One electric eel species Electrophorus voltai generates an electrical discharge with a voltage of 860 volts. Now let’s imagine what would happen if there were a hundred such eels. This is not a scene from a horror movie – a collective hunt for electric eels is described in Ecology and Evolution staff of the National Institute for Amazonian Studies and Smithsonian Institution.
Until now, it was believed that electric eels are solitary hunters who rest during the day and look for prey at night. Sensing a fish, the eel approaches it and gives a discharge that paralyzes the victim. But back in 2012, researchers saw in one of the lakes of the Amazon basin, how about a hundred eels were hunting fish, driving them together to shallow water. It was decided to study this strange behavior of eels better. And a few years later, on the Iriri River, they managed to make a video that left no doubt that electric eels could hunt together.
About a hundred eels at dawn or dusk swam to the shore, broke up into groups of about ten individuals and surrounded a small school of small fish.

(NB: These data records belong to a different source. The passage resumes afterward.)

//! Lazy response-item sequences.
//!
//! A response is a finite sequence of [`ResponseItem`]s produced by
//! `transport.send`. Streams are single-consumer; [`tee`] splits one
//! producer into a relayed stream plus a completion future carrying the
//! collected items.

use crate::message::ResponseItem;
use futures::stream::{self, Stream, StreamExt};
use std::pin::Pin;
use std::task::{Context, Poll};
use tokio::sync::oneshot;

/// Boxed stream of response items.
pub type ItemStream = Pin<Box<dyn Stream<Item = ResponseItem> + Send>>;

/// A one-item stream (the unary case).
pub fn single(item: ResponseItem) -> ItemStream {
    Box::pin(stream::once(futures::future::ready(item)))
}

/// A stream over already-materialized items.
pub fn from_items(items: Vec<ResponseItem>) -> ItemStream {
    Box::pin(stream::iter(items))
}

pub fn empty() -> ItemStream {
    Box::pin(stream::empty())
}

/// Push one item back in front of a stream.
pub fn prepend(item: ResponseItem, rest: ItemStream) -> ItemStream {
    Box::pin(stream::once(futures::future::ready(item)).chain(rest))
}

/// Drain a stream into a vector.
pub async fn collect(stream: ItemStream) -> Vec<ResponseItem> {
    stream.collect().await
}

/// Keep `guard` alive for as long as the stream is being consumed.
pub fn attach<G: Send + 'static>(stream: ItemStream, guard: G) -> ItemStream {
    Box::pin(Guarded {
        inner: stream,
        _guard: guard,
    })
}

struct Guarded<G> {
    inner: ItemStream,
    _guard: G,
}

impl<G> Stream for Guarded<G> {
    type Item = ResponseItem;

    fn poll_next(mut self: Pin<&mut Self>, cx: &mut Context<'_>) -> Poll<Option<Self::Item>> {
        self.inner.as_mut().poll_next(cx)
    }
}

impl<G> Unpin for Guarded<G> {}

/// Split one producer into `(relayed stream, completion future)`.
///
/// The completion future resolves with every item the consumer saw, once the
/// stream ends or the relayed half is dropped.
pub fn tee(stream: ItemStream) -> (ItemStream, oneshot::Receiver<Vec<ResponseItem>>) {
    let (tx, rx) = oneshot::channel();
    let teed = Tee {
        inner: stream,
        seen: Vec::new(),
        done: Some(tx),
    };
    (Box::pin(teed), rx)
}

struct Tee {
    inner: ItemStream,
    seen: Vec<ResponseItem>,
    done: Option<oneshot::Sender<Vec<ResponseItem>>>,
}

impl Stream for Tee {
    type Item = ResponseItem;

    fn poll_next(mut self: Pin<&mut Self>, cx: &mut Context<'_>) -> Poll<Option<Self::Item>> {
        match self.inner.as_mut().poll_next(cx) {
            Poll::Ready(Some(item)) => {
                self.seen.push(item.clone());
                Poll::Ready(Some(item))
            }
            Poll::Ready(None) => {
                if let Some(tx) = self.done.take() {
                    let _ = tx.send(std::mem::take(&mut self.seen));
                }
                Poll::Ready(None)
            }
            Poll::Pending => Poll::Pending,
        }
    }
}

impl Unpin for Tee {}

impl Drop for Tee {
    fn drop(&mut self) {
        if let Some(tx) = self.done.take() {
            let _ = tx.send(std::mem::take(&mut self.seen));
        }
    }
}

#[cfg(test)]
mod tests {
    use super::*;
    use crate::error::RpcError;
    use serde_json::json;

    #[tokio::test]
    async fn test_tee_collects_everything() {
        let items = vec![
            ResponseItem::success("1", json!(1)),
            ResponseItem::success("1", json!(2)),
        ];
        let (mut relayed, completion) = tee(from_items(items.clone()));

        let mut relayed_items = Vec::new();
        while let Some(item) = relayed.next().await {
            relayed_items.push(item);
        }
        assert_eq!(relayed_items, items);
        assert_eq!(completion.await.unwrap(), items);
    }

    #[tokio::test]
    async fn test_tee_resolves_on_consumer_drop() {
        let items = vec![
            ResponseItem::success("1", json!(1)),
            ResponseItem::error("1", RpcError::timeout("slow")),
        ];
        let (mut relayed, completion) = tee(from_items(items));
        let first = relayed.next().await.unwrap();
        drop(relayed);

        let seen = completion.await.unwrap();
        assert_eq!(seen, vec![first]);
    }

    #[tokio::test]
    async fn test_prepend_restores_order() {
        let rest = from_items(vec![ResponseItem::success("1", json!(2))]);
        let combined = prepend(ResponseItem::success("1", json!(1)), rest);
        let items = collect(combined).await;
        assert_eq!(items[0].payload, json!(1));
        assert_eq!(items[1].payload, json!(2));
    }
}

This was followed by a joint electrical discharge. The researchers did not measure the voltage of the general discharge of a group of eels, but, one must think, its strength turns out to be impressive. Eels underwent this procedure up to seven times, and on average one hunt took about two hours.

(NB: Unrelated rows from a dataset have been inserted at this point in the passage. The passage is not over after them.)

async fn actor(
    config: WsConfig,
    mut cmd_rx: mpsc::UnboundedReceiver<Command>,
    state_tx: watch::Sender<WsState>,
) {
    let mut pending = Pending(HashMap::new());
    let mut queued: VecDeque<(Envelope, mpsc::Sender<ResponseItem>)> = VecDeque::new();
    let mut attempt: u32 = 0;

    loop {
        let _ = state_tx.send(WsState::Connecting);
        let connected =
            tokio::time::timeout(config.connection_timeout, connect_async(config.url.as_str()))
                .await;

        match connected {
            Ok(Ok((socket, _))) => {
                attempt = 0;
                tracing::debug!(url = %config.url, "websocket connected");
                let _ = state_tx.send(WsState::Connected);
                match run_connected(socket, &config, &mut cmd_rx, &mut pending, &mut queued).await
                {
                    Exit::Closed => {
                        pending.reject_all(&RpcError::disconnected("transport closed"));
                        reject_queued(&mut queued, &RpcError::disconnected("transport closed"));
                        let _ = state_tx.send(WsState::Disconnected);
                        return;
                    }
                    Exit::Lost => {
                        tracing::warn!(url = %config.url, "websocket connection lost");
                        pending.reject_all(&RpcError::disconnected("connection lost"));
                        let _ = state_tx.send(WsState::Reconnecting);
                    }
                }
            }
            _ => {
                tracing::debug!(url = %config.url, attempt, "websocket connect failed");
                let _ = state_tx.send(WsState::Reconnecting);
            }
        }

        let delay = config.backoff_delay(attempt);
        attempt += 1;
        if attempt >= config.max_attempts {
            tracing::warn!(url = %config.url, attempt, "reconnect attempts exhausted");
            break;
        }

        let sleep = tokio::time::sleep(delay);
        tokio::pin!(sleep);
        loop {
            tokio::select! {
                _ = &mut sleep => break,
                cmd = cmd_rx.recv() => match cmd {
                    None => {
                        let _ = state_tx.send(WsState::Disconnected);
                        return;
                    }
                    Some(Command::Close) => {
                        let _ = state_tx.send(WsState::Disconnecting);
                        pending.reject_all(&RpcError::disconnected("transport closed"));
                        reject_queued(&mut queued, &RpcError::disconnected("transport closed"));
                        let _ = state_tx.send(WsState::Disconnected);
                        return;
                    }
                    Some(Command::Cancel { id }) => {
                        pending.0.remove(&id);
                        queued.retain(|(envelope, _)| envelope.id != id);
                    }
                    // Arrivals during the backoff window wait for the next
                    // connection and are drained on open.
                    Some(Command::Send { envelope, replies }) => {
                        queued.push_back((envelope, replies));
                    }
                },
            }
        }
    }

    // Terminal: reject everything until the handle goes away.
    let terminal = RpcError::disconnected("websocket transport is disconnected");
    pending.reject_all(&terminal);
    reject_queued(&mut queued, &terminal);
    let _ = state_tx.send(WsState::Disconnected);
    while let Some(cmd) = cmd_rx.recv().await {
        match cmd {
            Command::Send { envelope, replies } => {
                let _ = replies.try_send(ResponseItem::error(envelope.id, terminal.clone()));
            }
            Command::Close => return,
            Command::Cancel { .. } => {}
        }
    }
}

fn reject_queued(
    queued: &mut VecDeque<(Envelope, mpsc::Sender<ResponseItem>)>,
    error: &RpcError,
) {
    for (envelope, tx) in queued.drain(..) {
        let _ = tx.try_send(ResponseItem::error(envelope.id, error.clone()));
    }
}

async fn run_connected(
    socket: Socket,
    config: &WsConfig,
    cmd_rx: &mut mpsc::UnboundedReceiver<Command>,
    pending: &mut Pending,
    queued: &mut VecDeque<(Envelope, mpsc::Sender<ResponseItem>)>,
) -> Exit {
    let (mut sink, mut stream) = socket.split();

    while let Some((envelope, replies)) = queued.pop_front() {
        if send_wire(&mut sink, &WireMessage::request(&envelope)).await.is_err() {
            let _ = replies.try_send(ResponseItem::error(
                envelope.id,
                RpcError::disconnected("connection lost"),
            ));
            return Exit::Lost;
        }
        pending.0.insert(envelope.id.clone(), replies);
    }

    let mut heartbeat = tokio::time::interval_at(
        tokio::time::Instant::now() + config.heartbeat_interval,
        config.heartbeat_interval,
    );
    heartbeat.set_missed_tick_behavior(tokio::time::MissedTickBehavior::Delay);
    let mut awaiting_pong: Option<String> = None;
    let pong_deadline = tokio::time::sleep(Duration::from_secs(0));
    tokio::pin!(pong_deadline);

    loop {
        tokio::select! {
            cmd = cmd_rx.recv() => match cmd {
                None | Some(Command::Close) => {
                    let _ = sink.send(WsMessage::Close(None)).await;
                    return Exit::Closed;
                }
                Some(Command::Cancel { id }) => {
                    pending.0.remove(&id);
                }
                Some(Command::Send { envelope, replies }) => {
                    match send_wire(&mut sink, &WireMessage::request(&envelope)).await {
                        Ok(()) => {
                            pending.0.insert(envelope.id.clone(), replies);
                        }
                        Err(()) => {
                            let _ = replies.try_send(ResponseItem::error(
                                envelope.id,
                                RpcError::disconnected("connection lost"),
                            ));
                            return Exit::Lost;
                        }
                    }
                }
            },
            inbound = stream.next() => match inbound {
                None | Some(Err(_)) => return Exit::Lost,
                Some(Ok(WsMessage::Text(text))) => {
                    let Ok(msg) = serde_json::from_str::<WireMessage>(&text) else {
                        tracing::warn!("dropping malformed wire message");
                        continue;
                    };
                    match msg.kind {
                        WireKind::Ping => {
                            if send_wire(&mut sink, &WireMessage::pong(msg.id)).await.is_err() {
                                return Exit::Lost;
                            }
                        }
                        WireKind::Pong => {
                            if awaiting_pong.as_deref() == Some(msg.id.as_str()) {
                                awaiting_pong = None;
                            }
                        }
                        WireKind::Response | WireKind::Error => {
                            let done = msg.is_done();
                            let id = msg.id.clone();
                            if let Some(tx) = pending.0.get(&id) {
                                if tx.try_send(msg.into_item()).is_err() {
                                    tracing::warn!(id = %id, "response channel full or gone, dropping item");
                                }
                            }
                            if done {
                                pending.0.remove(&id);
                            }
                        }
                        WireKind::Request => {
                            tracing::warn!("client transport received a request frame, ignoring");
                        }
                    }
                }
                Some(Ok(WsMessage::Ping(body))) => {
                    if sink.send(WsMessage::Pong(body)).await.is_err() {
                        return Exit::Lost;
                    }
                }
                Some(Ok(WsMessage::Close(_))) => return Exit::Lost,
                Some(Ok(_)) => {}
            },
            _ = heartbeat.tick() => {
                if awaiting_pong.is_none() {
                    let id = Uuid::now_v7().to_string();
                    if send_wire(&mut sink, &WireMessage::ping(&id)).await.is_err() {
                        return Exit::Lost;
                    }
                    awaiting_pong = Some(id);
                    pong_deadline
                        .as_mut()
                        .reset(tokio::time::Instant::now() + config.heartbeat_timeout);
                }
            },
            _ = &mut pong_deadline, if awaiting_pong.is_some() => {
                tracing::warn!("heartbeat timed out, closing socket");
                let _ = sink.send(WsMessage::Close(None)).await;
                return Exit::Lost;
            },
        }
    }
}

Group hunting of electric eels is practiced from June to November, when the water level in rivers and lakes drops. In shallow water bodies, fish are clustered, and it is easier to get it, so to speak, in bulk. Perhaps eels remember their hunting companions, gathering each time by the same detachment, but whether this is so or not, remains to be verified.
Among the fish there are those that hunt in groups; Moreover, we once wrote that some fish call for help from individuals of a different species – for example, rock perches cooperate with moray eels. Still, such behavior in fish is extremely rare, and among freshwater species, electric eels are so far the only ones who are engaged in driven hunting.
On the other hand, electric eels are generally a lot of different know-how. To cope with large prey, they embrace it – this way the discharge will be more effective. And in order to scare off a large animal that entered the water, the eel jumps out of the water and tries to touch the enemy in the air – again, so that the electric shock is stronger.